Is there a way to take a given monad's bind and wrap it to make it more
lazy? It doesn't seem like there should be, but I'm being hopeful.
On Mon, Sep 13, 2010 at 3:21 PM, Daniel Fischer
On Monday 13 September 2010 20:42:49, Alex Rozenshteyn wrote:
I'm trying to build a list where each entry depends on the previous one. Unfoldr seemed like a good idea at the time. Unfortunately, my values are monadic values (specifically RVars, from the random-fu package). Okay, shouldn't be a problem; I just monadic bind and...
-- example code updateCell :: Bool -> RVar Bool updateCell False = return False updateCell True = bernoulli (0.9 :: Double)
sim = sequence $ take 20 $ unfoldr (\x -> Just (x, x >>= updateCell))
(return True)
So you get
sequence [return True , return True >>= updateCell , (return True >>= updateCell) >>= updateCell , ((return True >>= updateCell) >>= updateCell) >>= updateCell , ... ]
runRVar sim DevURandom
[True,True,True,True,True,False,True,False,True,False,False,False,False, False,False,True,True,False,False,False]
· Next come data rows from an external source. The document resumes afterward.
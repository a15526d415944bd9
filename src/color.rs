//! Perceptual brightness classification for bulb colors.
//!
//! A `"#RRGGBB"` string is sampled into its three channels and weighted
//! into a perceived luminance. Colors above the luminance cutoff get the
//! high-contrast ("bright") presentation so the label stays readable on
//! light icon fills.

/// Weighted luminance above which a color counts as bright.
///
/// Classic perceived-brightness cutoff on a 0-255 scale. The comparison
/// is strict: a luminance of exactly 186 is not bright.
pub const BRIGHT_LUMINANCE_CUTOFF: f64 = 186.0;

/// One RGB sample taken from a `"#RRGGBB"` string.
#[derive(Debug, Clone, Copy, PartialEq, Eq)]
pub struct ColorSample {
    pub r: u8,
    pub g: u8,
    pub b: u8,
}

impl ColorSample {
    /// Parse a color of the form `"#RRGGBB"`.
    ///
    /// Channels are read from fixed offsets (1-2, 3-4, 5-6); the leading
    /// byte is not inspected. Returns `None` if the string is too short,
    /// a channel is not valid hex, or an offset splits a multi-byte
    /// character.
    pub fn parse(color: &str) -> Option<Self> {
        let channel = |range| {
            color
                .get(range)
                .and_then(|hex| u8::from_str_radix(hex, 16).ok())
        };

        Some(Self {
            r: channel(1..3)?,
            g: channel(3..5)?,
            b: channel(5..7)?,
        })
    }

    /// Perceived luminance on a 0-255 scale.
    pub fn luminance(&self) -> f64 {
        f64::from(self.r) * 0.299 + f64::from(self.g) * 0.587 + f64::from(self.b) * 0.114
    }

    /// Whether this color needs the high-contrast presentation.
    pub fn is_bright(&self) -> bool {
        self.luminance() > BRIGHT_LUMINANCE_CUTOFF
    }
}

/// Classify an arbitrary color string.
///
/// Malformed input classifies as not-bright rather than erroring; the
/// caller never needs to pre-validate what the device or the user hands
/// over.
pub fn is_bright(color: &str) -> bool {
    ColorSample::parse(color).is_some_and(|sample| sample.is_bright())
}

#[cfg(test)]
mod tests {
    use super::*;

    #[test]
    fn test_parse_channels() {
        let sample = ColorSample::parse("#1a2b3c").unwrap();
        assert_eq!(sample, ColorSample { r: 0x1a, g: 0x2b, b: 0x3c });
    }

    #[test]
    fn test_parse_ignores_leading_byte() {
        // Only the channel offsets are inspected.
        assert_eq!(
            ColorSample::parse("xff00ff"),
            ColorSample::parse("#ff00ff")
        );
    }

    #[test]
    fn test_parse_rejects_short_and_non_hex() {
        assert_eq!(ColorSample::parse(""), None);
        assert_eq!(ColorSample::parse("#fff"), None);
        assert_eq!(ColorSample::parse("#ff00"), None);
        assert_eq!(ColorSample::parse("#gg0000"), None);
        assert_eq!(ColorSample::parse("#ff00zz"), None);
    }

    #[test]
    fn test_parse_survives_multibyte_input() {
        // Offsets landing inside a multi-byte character must not panic.
        assert_eq!(ColorSample::parse("#é0000"), None);
        assert_eq!(ColorSample::parse("日本語テキスト"), None);
    }

    #[test]
    fn test_luminance_extremes() {
        assert_eq!(ColorSample::parse("#000000").unwrap().luminance(), 0.0);
        assert_eq!(ColorSample::parse("#ffffff").unwrap().luminance(), 255.0);
    }

    #[test]
    fn test_cutoff_is_strict() {
        // Grey #bababa lands exactly on the cutoff and must not be bright.
        assert!(!is_bright("#bababa"));
        assert!(!is_bright("#b9b9b9"));
        assert!(is_bright("#bbbbbb"));
    }

    #[test]
    fn test_classification_endpoints() {
        assert!(!is_bright("#000000"));
        assert!(is_bright("#ffffff"));
        // Yellow carries enough weighted luminance; single primaries do not.
        assert!(is_bright("#ffff00"));
        assert!(!is_bright("#ff0000"));
        assert!(!is_bright("#00ff00"));
        assert!(!is_bright("#0000ff"));
    }

    #[test]
    fn test_malformed_is_not_bright() {
        assert!(!is_bright(""));
        assert!(!is_bright("white"));
        assert!(!is_bright("#ffff"));
    }

    #[test]
    fn test_deterministic() {
        for color in ["#123456", "#fedcba", "#bababa", "nonsense"] {
            assert_eq!(is_bright(color), is_bright(color));
        }
    }
}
That output shouldn't be possible if I'm doing things right... It appears that each cell has an independent history. I'm stumped. Advice on threading monad input in general and random-fu in specific would be appreciated.
What you want would be something like
iterateM :: (Monad m) => (a -> m a) -> a -> m [a] iterateM act start = do next <- act start rest <- iterateM act next return (start : rest)
but that would only work if the bind is sufficiently lazy, otherwise you'd have to iterate a given number of times.